OS ESPECTROS DA MORTE (Tradições Galegas: A Companha) - Conto Clássico de Terror - Juan de Dios de La Rada
OS
ESPECTROS DA MORTE
(Tradições
Galegas: A Companha)
Juan
de Dios de La Rada
(1827
– 1901)
Tradução
de Paulo Soriano
I
Logo
será meia-noite.
A
trêmula luz da Lua esparge a sua morna claridade a intervalos regulares,
iluminando com matizes sombrios o fundo
do vale.
Uma
casa rodeada de ciprestes se destaca lugubremente em meio à parda vegetação do
terreno, qual os horrendos fantasmas lendários que vagam em torno dos escombros ruinosos de
um castelo.
A
disforme silhueta daquela pobre mansão e dos funéreos arbustos ora se encolhe, ora
se prolonga, ora desaparece completamente, conforme a caprichosa viragem das
sombrias nuvens que cruzam a atmosfera.
Não
há nada que embeleze a escuridão do céu ou o silêncio aterrador da paisagem.
A
natureza adormecida parece apenas despertar não para tanger o ouvido com a
música harmoniosa da torrente, mas com o surdo murmúrio da água deslizando de
pedra em pedra; não com a delicada cautela do rouxinol, mas com o estridente ruflar
da cigarra; com aquele desagradável sonido que tantas vezes nos vêm à lembrança
quando ouvimos a lenha verde a ranger no fogo.
Os
cães lançam uivos tristes e prolongados; e, se o vento agita as flores, assim o
faz para produzir sibilos mais imponentes
que os dos monstruosos répteis da América.
Que
gênio maléfico repousa em uma morada de tão sombrios arredores?
II
Entre
na vivenda dos Ciprestes.
O
que o assusta?
Ah!
É o pobre Ali, o fiel mastim que insiste em ladrar teimosamente.
Não
tenha medo; abra a porta e ele vai cobri-lo de carícias.
Dê-lhe
um pedaço de pão.

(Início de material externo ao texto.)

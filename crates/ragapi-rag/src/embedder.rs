//! Hugging Face feature-extraction embedder

use async_trait::async_trait;
use reqwest::Client;
use serde::{Deserialize, Serialize};
use std::env;

use ragapi_core::{Embedder, Error, Result};

/// Inference endpoint used when `EMBEDDING_API_BASE` is not set
pub const DEFAULT_EMBEDDING_API_BASE: &str = "https://router.huggingface.co/hf-inference/models";

/// Embedder backed by a Hugging Face feature-extraction endpoint
///
/// Works against the hosted inference API as well as a self-hosted
/// text-embeddings-inference server exposing the same route.
pub struct HuggingFaceEmbedder {
    client: Client,
    api_base: String,
    model_name: String,
    token: Option<String>,
}

#[derive(Serialize)]
struct FeatureExtractionRequest<'a> {
    inputs: &'a str,
}

#[derive(Deserialize)]
#[serde(untagged)]
enum FeatureExtractionResponse {
    Vector(Vec<f32>),
    Matrix(Vec<Vec<f32>>),
    Batch(Vec<Vec<Vec<f32>>>),
}

impl HuggingFaceEmbedder {
    /// Create an embedder for `model_name` against the default endpoint
    pub fn new(model_name: impl Into<String>) -> Result<Self> {
        let client = Client::builder()
            .build()
            .map_err(|e| Error::Network(e.to_string()))?;

        Ok(Self {
            client,
            api_base: DEFAULT_EMBEDDING_API_BASE.to_string(),
            model_name: model_name.into(),
            token: None,
        })
    }

    /// Create an embedder reading `EMBEDDING_API_BASE` and `HF_TOKEN`
    pub fn from_env(model_name: impl Into<String>) -> Result<Self> {
        let mut embedder = Self::new(model_name)?;
        if let Ok(base) = env::var("EMBEDDING_API_BASE") {
            if !base.trim().is_empty() {
                embedder = embedder.with_api_base(base);
            }
        }
        if let Ok(token) = env::var("HF_TOKEN") {
            if !token.trim().is_empty() {
                embedder = embedder.with_token(token);
            }
        }
        if embedder.uses_hosted_api_without_token() {
            tracing::warn!(
                api_base = %embedder.api_base,
                "HF_TOKEN is not set; the hosted inference API rejects anonymous requests"
            );
        }
        Ok(embedder)
    }

    fn uses_hosted_api_without_token(&self) -> bool {
        self.token.is_none() && self.api_base.trim_end_matches('/') == DEFAULT_EMBEDDING_API_BASE
    }

    pub fn with_api_base(mut self, api_base: impl Into<String>) -> Self {
        self.api_base = api_base.into();
        self
    }

    pub fn with_token(mut self, token: impl Into<String>) -> Self {
        self.token = Some(token.into());
        self
    }

    /// Full URL of the feature-extraction route for the configured model
    pub fn endpoint(&self) -> String {
        format!(
            "{}/{}/pipeline/feature-extraction",
            self.api_base.trim_end_matches('/'),
            self.model_name
        )
    }
}

/// Reduce a feature-extraction response to a single vector.
///
/// Sentence models answer with one vector; token-level models answer with one
/// row per token, which is mean-pooled.
fn pool(response: FeatureExtractionResponse) -> Result<Vec<f32>> {
    let rows = match response {
        FeatureExtractionResponse::Vector(vector) => vec![vector],
        FeatureExtractionResponse::Matrix(rows) => rows,
        FeatureExtractionResponse::Batch(mut batch) => {
            if batch.is_empty() {
                Vec::new()
            } else {
                batch.swap_remove(0)
            }
        }
    };

    let dimension = rows.first().map(Vec::len).unwrap_or(0);
    if dimension == 0 {
        return Err(Error::Embedding("embedding service returned an empty vector".to_string()));
    }
    if rows.iter().any(|row| row.len() != dimension) {
        return Err(Error::Embedding(
            "embedding service returned rows of differing length".to_string(),
        ));
    }

    if rows.len() == 1 {
        return Ok(rows.into_iter().next().unwrap_or_default());
    }

    let mut pooled = vec![0.0f32; dimension];
    for row in &rows {
        for (acc, value) in pooled.iter_mut().zip(row) {
            *acc += value;
        }
    }
    let count = rows.len() as f32;
    for value in &mut pooled {
        *value /= count;
    }
    Ok(pooled)
}

#[async_trait]
impl Embedder for HuggingFaceEmbedder {
    async fn embed_query(&self, text: &str) -> Result<Vec<f32>> {
        let url = self.endpoint();

        let mut request = self
            .client
            .post(&url)
            .json(&FeatureExtractionRequest { inputs: text });
        if let Some(token) = &self.token {
            request = request.bearer_auth(token);
        }

        let response = request
            .send()
            .await
            .map_err(|e| Error::Network(e.to_string()))?;

        let status = response.status();
        let body = response
            .text()
            .await
            .map_err(|e| Error::Network(e.to_string()))?;

        if !status.is_success() {
            return Err(Error::Embedding(format!(
                "embedding request failed with status {}: {}",
                status, body
            )));
        }

        let parsed: FeatureExtractionResponse = serde_json::from_str(&body).map_err(|e| {
            Error::Serialization(format!("unexpected embedding response: {}", e))
        })?;

        let vector = pool(parsed)?;
        tracing::debug!(model = %self.model_name, dimension = vector.len(), "embedded query");
        Ok(vector)
    }

    fn model_name(&self) -> &str {
        &self.model_name
    }
}
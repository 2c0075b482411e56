//! Request handlers

use axum::{
    extract::{rejection::JsonRejection, State},
    http::StatusCode,
    response::{IntoResponse, Response},
    Json,
};
use serde::{Deserialize, Serialize};
use serde_json::json;

use super::AppState;

/// Body of `POST /ask`
#[derive(Debug, Deserialize)]
pub struct AskRequest {
    pub question: String,
}

/// Successful answer
#[derive(Debug, Serialize)]
pub struct AskResponse {
    pub answer: String,
}

/// Failure of an `/ask` request
///
/// Pipeline errors are reported as 500 with the error text in `detail`, the
/// same for every stage. The text may carry upstream details (URLs, status
/// bodies) and is returned to the caller as-is.
#[derive(Debug)]
pub enum ApiError {
    Rejected(JsonRejection),
    Pipeline(ragapi_core::Error),
}

impl From<JsonRejection> for ApiError {
    fn from(rejection: JsonRejection) -> Self {
        ApiError::Rejected(rejection)
    }
}

impl From<ragapi_core::Error> for ApiError {
    fn from(err: ragapi_core::Error) -> Self {
        ApiError::Pipeline(err)
    }
}

impl IntoResponse for ApiError {
    fn into_response(self) -> Response {
        match self {
            ApiError::Rejected(rejection) => {
                tracing::debug!(status = %rejection.status(), "rejected request body");
                let body = Json(json!({ "detail": rejection.body_text() }));
                (rejection.status(), body).into_response()
            }
            ApiError::Pipeline(err) => {
                tracing::error!(error = %err, "failed to answer question");
                let body = Json(json!({ "detail": err.to_string() }));
                (StatusCode::INTERNAL_SERVER_ERROR, body).into_response()
            }
        }
    }
}

/// Liveness check
pub async fn root() -> Json<serde_json::Value> {
    Json(json!({ "return": "welcome" }))
}

/// Answer a question
pub async fn ask(
    State(state): State<AppState>,
    payload: Result<Json<AskRequest>, JsonRejection>,
) -> Result<Json<AskResponse>, ApiError> {
    let Json(request) = payload?;
    tracing::info!(question_len = request.question.len(), "answering question");

    let answer = state.chain.invoke(&request.question).await?;
    Ok(Json(AskResponse { answer }))
}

Há tanto tempo que ele não come!
Mas...
o que o detém? Suba sem demora. Não ouve um soluço?
É
o gemido de uma mulher. Não faça barulho; apenas a escute:
—
Meu Deus! Meu Deus! Não o leves ainda. Ainda não é a hora! — exclama uma anciã
ajoelhada aos pés de um leito mesquinho, apertando violentamente um tosco crucifixo
de madeira contra o peito.
—
Sai daqui! Vai embora! — replicou o homem doente, sacudindo convulsivamente com
um pé o ombro da anciã lastimosa.
—
Lembra-te de Deus! Nicolau, lembra-te do mal que fizeste neste mundo! — insistiu
a mulher, lançando gemidos desgarrados.
—
Deixa-me! Eu não estou morrendo, não... Eu quero ver o meu filho, o meu
Manuel... para lhe dar a chave.
Dizendo
isto, Nicolau, pelejando para se erguer da cama, mostrava, com um ignóbil e
repugnante sorriso, uma chave que seus dedos descarnados apertavam violentamente.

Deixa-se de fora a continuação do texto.